> _EXERCISE REQUIREMENTS_
Copy out the entries below exactly as they stand, but only from the line containing "- **render**: handlebars" through the line containing "pub use mailer::Mailer;".

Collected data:
*** Begin section ***
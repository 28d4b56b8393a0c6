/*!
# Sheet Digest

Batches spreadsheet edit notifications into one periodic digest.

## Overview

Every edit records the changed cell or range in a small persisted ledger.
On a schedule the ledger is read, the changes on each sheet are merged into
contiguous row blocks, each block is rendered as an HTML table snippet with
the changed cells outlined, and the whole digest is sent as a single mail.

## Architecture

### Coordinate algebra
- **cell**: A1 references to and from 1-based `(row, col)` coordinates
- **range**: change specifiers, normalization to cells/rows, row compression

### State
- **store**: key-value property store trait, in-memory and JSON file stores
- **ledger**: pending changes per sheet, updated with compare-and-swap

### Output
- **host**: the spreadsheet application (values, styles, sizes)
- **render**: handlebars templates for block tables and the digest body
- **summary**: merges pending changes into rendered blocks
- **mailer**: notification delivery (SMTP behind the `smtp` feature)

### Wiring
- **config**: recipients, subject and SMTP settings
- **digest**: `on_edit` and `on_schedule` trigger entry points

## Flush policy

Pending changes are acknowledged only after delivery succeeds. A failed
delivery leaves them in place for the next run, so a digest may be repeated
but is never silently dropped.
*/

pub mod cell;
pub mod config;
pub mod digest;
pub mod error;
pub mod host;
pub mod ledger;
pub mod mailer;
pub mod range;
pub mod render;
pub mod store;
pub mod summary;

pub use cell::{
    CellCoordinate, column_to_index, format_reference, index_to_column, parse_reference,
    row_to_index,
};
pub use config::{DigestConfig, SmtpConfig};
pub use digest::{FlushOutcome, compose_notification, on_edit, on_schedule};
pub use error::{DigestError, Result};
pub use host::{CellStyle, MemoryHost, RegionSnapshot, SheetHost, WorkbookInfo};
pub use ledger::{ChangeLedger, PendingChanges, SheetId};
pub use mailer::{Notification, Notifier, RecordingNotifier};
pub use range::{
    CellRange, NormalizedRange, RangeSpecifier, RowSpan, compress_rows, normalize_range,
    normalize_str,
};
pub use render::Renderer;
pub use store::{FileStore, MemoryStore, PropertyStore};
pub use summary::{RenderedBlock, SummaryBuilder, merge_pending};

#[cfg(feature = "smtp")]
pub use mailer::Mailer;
*** End section ***
*** Begin section ***
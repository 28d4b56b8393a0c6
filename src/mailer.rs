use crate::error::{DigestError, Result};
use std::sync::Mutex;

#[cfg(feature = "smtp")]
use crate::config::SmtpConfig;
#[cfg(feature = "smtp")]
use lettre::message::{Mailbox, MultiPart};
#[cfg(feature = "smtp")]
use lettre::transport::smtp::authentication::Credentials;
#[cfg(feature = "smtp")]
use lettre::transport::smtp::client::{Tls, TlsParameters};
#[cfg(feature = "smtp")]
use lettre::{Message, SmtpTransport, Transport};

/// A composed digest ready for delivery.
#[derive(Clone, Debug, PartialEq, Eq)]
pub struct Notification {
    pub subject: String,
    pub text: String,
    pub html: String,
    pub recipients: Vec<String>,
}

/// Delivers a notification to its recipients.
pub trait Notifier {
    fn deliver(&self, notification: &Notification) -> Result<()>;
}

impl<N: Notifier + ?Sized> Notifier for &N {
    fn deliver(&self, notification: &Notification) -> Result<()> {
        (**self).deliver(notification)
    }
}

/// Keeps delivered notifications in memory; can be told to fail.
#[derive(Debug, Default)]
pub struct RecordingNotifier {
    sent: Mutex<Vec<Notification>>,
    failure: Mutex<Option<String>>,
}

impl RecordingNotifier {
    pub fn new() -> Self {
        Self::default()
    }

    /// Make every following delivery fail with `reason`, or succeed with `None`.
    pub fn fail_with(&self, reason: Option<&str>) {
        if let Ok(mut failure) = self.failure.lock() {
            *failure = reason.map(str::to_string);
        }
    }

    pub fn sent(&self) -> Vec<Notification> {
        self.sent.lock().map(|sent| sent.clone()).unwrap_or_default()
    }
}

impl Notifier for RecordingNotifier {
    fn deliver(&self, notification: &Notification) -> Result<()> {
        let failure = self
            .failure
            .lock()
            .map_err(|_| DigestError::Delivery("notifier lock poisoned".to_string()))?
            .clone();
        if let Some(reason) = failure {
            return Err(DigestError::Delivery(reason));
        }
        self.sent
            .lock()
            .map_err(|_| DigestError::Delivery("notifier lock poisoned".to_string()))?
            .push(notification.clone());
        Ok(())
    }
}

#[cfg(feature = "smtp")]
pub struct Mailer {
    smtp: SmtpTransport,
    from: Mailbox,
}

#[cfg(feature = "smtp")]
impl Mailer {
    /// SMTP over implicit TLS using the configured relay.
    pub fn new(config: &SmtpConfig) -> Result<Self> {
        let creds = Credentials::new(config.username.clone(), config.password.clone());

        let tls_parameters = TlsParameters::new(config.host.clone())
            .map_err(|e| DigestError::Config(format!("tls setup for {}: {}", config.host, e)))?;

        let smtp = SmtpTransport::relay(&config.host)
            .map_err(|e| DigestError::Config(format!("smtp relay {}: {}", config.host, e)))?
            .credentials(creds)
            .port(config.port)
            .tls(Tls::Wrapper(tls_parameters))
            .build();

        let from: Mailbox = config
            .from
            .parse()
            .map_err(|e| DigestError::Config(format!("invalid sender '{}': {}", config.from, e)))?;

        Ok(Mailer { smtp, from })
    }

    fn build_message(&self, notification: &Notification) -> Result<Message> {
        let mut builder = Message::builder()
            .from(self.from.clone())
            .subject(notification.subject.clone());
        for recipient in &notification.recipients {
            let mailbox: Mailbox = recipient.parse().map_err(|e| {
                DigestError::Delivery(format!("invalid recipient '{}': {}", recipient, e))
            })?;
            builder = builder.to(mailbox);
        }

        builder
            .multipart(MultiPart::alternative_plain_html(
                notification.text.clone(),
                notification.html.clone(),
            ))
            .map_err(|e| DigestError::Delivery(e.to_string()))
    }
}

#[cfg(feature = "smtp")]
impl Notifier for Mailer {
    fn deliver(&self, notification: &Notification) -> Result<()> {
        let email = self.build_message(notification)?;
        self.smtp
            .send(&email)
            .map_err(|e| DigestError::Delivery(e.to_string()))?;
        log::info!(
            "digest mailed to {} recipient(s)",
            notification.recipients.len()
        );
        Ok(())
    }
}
*** End section ***
*** Begin section ***
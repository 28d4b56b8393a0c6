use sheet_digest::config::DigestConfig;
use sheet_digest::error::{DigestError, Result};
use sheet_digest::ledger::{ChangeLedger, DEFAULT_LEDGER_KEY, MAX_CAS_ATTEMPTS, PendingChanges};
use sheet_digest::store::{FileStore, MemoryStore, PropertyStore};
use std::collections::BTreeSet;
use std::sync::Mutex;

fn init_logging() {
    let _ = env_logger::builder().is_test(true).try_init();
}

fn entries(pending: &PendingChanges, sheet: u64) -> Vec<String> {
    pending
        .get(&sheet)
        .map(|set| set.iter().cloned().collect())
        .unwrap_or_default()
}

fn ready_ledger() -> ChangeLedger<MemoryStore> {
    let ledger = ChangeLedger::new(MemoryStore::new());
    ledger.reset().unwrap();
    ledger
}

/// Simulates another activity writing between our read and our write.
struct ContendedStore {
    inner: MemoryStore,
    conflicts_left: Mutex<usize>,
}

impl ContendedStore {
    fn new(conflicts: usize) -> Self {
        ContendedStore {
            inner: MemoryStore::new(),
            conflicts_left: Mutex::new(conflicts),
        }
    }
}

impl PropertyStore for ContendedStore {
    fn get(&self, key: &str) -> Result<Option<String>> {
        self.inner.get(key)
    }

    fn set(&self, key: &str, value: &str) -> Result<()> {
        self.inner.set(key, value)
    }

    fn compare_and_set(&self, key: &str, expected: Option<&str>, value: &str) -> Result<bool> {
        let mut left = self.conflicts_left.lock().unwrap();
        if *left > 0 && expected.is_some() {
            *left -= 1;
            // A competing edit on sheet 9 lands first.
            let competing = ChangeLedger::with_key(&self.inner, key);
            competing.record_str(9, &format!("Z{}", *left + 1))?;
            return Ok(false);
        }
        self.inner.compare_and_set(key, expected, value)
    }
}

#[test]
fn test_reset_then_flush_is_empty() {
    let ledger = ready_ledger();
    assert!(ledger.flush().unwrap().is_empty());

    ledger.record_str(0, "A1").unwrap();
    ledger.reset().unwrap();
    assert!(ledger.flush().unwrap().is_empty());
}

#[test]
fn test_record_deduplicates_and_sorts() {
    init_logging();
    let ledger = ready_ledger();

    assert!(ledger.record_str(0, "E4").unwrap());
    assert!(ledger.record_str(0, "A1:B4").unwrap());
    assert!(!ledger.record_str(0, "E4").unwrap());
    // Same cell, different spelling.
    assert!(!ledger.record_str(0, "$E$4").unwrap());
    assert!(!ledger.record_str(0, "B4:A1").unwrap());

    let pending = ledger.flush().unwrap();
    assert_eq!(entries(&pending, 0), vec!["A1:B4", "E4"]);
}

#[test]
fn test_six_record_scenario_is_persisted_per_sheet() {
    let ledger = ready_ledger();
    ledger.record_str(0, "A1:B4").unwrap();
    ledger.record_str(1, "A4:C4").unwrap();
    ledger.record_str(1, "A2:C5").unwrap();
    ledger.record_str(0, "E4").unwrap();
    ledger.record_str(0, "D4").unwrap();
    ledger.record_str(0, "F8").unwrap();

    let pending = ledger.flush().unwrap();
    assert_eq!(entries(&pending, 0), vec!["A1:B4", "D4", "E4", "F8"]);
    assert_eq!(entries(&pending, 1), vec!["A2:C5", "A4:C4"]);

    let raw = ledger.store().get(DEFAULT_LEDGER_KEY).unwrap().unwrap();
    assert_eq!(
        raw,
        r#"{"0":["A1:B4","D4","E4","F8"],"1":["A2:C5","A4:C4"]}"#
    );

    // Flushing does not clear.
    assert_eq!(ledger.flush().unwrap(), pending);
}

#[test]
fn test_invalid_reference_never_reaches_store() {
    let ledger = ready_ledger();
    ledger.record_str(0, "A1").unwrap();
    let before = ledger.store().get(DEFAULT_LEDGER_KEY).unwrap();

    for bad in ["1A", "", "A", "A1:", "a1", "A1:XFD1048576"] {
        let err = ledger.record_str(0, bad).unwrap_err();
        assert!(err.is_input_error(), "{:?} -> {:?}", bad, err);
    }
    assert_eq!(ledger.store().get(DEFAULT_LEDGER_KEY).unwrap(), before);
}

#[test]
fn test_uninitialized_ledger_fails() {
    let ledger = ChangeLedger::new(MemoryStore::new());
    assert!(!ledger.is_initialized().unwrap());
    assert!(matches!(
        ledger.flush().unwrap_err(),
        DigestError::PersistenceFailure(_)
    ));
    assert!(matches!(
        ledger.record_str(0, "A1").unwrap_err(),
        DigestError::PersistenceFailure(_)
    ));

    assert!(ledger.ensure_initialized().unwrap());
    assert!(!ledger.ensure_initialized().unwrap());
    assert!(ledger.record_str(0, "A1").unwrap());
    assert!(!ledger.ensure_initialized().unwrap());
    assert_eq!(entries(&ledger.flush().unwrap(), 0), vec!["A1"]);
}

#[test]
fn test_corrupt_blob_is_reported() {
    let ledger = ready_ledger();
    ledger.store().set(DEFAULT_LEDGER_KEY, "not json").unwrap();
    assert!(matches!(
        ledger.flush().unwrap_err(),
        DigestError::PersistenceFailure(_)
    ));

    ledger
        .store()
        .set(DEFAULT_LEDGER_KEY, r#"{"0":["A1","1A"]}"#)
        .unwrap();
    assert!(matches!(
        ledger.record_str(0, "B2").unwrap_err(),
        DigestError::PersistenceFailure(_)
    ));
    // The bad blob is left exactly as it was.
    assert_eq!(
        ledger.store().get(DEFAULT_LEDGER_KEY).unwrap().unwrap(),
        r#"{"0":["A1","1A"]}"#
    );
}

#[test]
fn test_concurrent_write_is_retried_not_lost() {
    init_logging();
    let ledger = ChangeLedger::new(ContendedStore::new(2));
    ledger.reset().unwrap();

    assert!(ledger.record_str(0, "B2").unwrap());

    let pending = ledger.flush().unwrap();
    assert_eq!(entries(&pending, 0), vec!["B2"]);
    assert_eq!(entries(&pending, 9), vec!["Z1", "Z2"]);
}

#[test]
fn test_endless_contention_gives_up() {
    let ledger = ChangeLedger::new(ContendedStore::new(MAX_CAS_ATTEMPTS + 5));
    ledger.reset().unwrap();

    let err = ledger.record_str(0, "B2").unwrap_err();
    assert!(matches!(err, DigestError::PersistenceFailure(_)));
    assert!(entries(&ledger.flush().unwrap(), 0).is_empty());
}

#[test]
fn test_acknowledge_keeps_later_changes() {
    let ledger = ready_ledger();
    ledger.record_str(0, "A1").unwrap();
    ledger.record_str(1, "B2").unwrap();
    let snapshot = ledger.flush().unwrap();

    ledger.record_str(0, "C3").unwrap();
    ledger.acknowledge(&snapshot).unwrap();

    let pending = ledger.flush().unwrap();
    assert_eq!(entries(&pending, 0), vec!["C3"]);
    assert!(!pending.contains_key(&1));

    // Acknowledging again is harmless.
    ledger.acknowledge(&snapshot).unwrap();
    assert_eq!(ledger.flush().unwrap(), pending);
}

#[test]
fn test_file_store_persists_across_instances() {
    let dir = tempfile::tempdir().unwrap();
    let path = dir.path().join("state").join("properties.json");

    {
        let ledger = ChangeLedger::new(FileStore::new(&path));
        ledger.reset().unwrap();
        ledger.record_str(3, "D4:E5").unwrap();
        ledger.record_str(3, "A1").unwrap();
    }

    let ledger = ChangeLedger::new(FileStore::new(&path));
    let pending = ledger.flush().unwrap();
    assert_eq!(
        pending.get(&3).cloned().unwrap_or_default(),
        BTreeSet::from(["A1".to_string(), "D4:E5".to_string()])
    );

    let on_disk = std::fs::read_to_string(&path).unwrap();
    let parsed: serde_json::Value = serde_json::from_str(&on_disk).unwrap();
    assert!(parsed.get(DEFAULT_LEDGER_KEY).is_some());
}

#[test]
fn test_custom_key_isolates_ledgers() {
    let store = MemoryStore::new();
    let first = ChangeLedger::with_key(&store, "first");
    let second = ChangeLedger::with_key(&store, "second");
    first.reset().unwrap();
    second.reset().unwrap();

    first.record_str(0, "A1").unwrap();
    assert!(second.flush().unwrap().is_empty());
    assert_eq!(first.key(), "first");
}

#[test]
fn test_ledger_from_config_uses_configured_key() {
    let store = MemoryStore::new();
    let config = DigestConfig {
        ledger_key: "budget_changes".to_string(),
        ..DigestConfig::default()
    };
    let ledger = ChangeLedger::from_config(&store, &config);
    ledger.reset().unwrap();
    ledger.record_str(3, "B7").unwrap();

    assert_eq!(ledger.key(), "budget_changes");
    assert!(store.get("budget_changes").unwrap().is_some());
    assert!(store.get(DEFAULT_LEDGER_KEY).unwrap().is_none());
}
*** End section ***
> _EXPECTED ANSWER_
- **render**: handlebars templates for block tables and the digest body
- **summary**: merges pending changes into rendered blocks
- **mailer**: notification delivery (SMTP behind the `smtp` feature)

### Wiring
- **config**: recipients, subject and SMTP settings
- **digest**: `on_edit` and `on_schedule` trigger entry points

## Flush policy

Pending changes are acknowledged only after delivery succeeds. A failed
delivery leaves them in place for the next run, so a digest may be repeated
but is never silently dropped.
*/

pub mod cell;
pub mod config;
pub mod digest;
pub mod error;
pub mod host;
pub mod ledger;
pub mod mailer;
pub mod range;
pub mod render;
pub mod store;
pub mod summary;

pub use cell::{
    CellCoordinate, column_to_index, format_reference, index_to_column, parse_reference,
    row_to_index,
};
pub use config::{DigestConfig, SmtpConfig};
pub use digest::{FlushOutcome, compose_notification, on_edit, on_schedule};
pub use error::{DigestError, Result};
pub use host::{CellStyle, MemoryHost, RegionSnapshot, SheetHost, WorkbookInfo};
pub use ledger::{ChangeLedger, PendingChanges, SheetId};
pub use mailer::{Notification, Notifier, RecordingNotifier};
pub use range::{
    CellRange, NormalizedRange, RangeSpecifier, RowSpan, compress_rows, normalize_range,
    normalize_str,
};
pub use render::Renderer;
pub use store::{FileStore, MemoryStore, PropertyStore};
pub use summary::{RenderedBlock, SummaryBuilder, merge_pending};

#[cfg(feature = "smtp")]
pub use mailer::Mailer;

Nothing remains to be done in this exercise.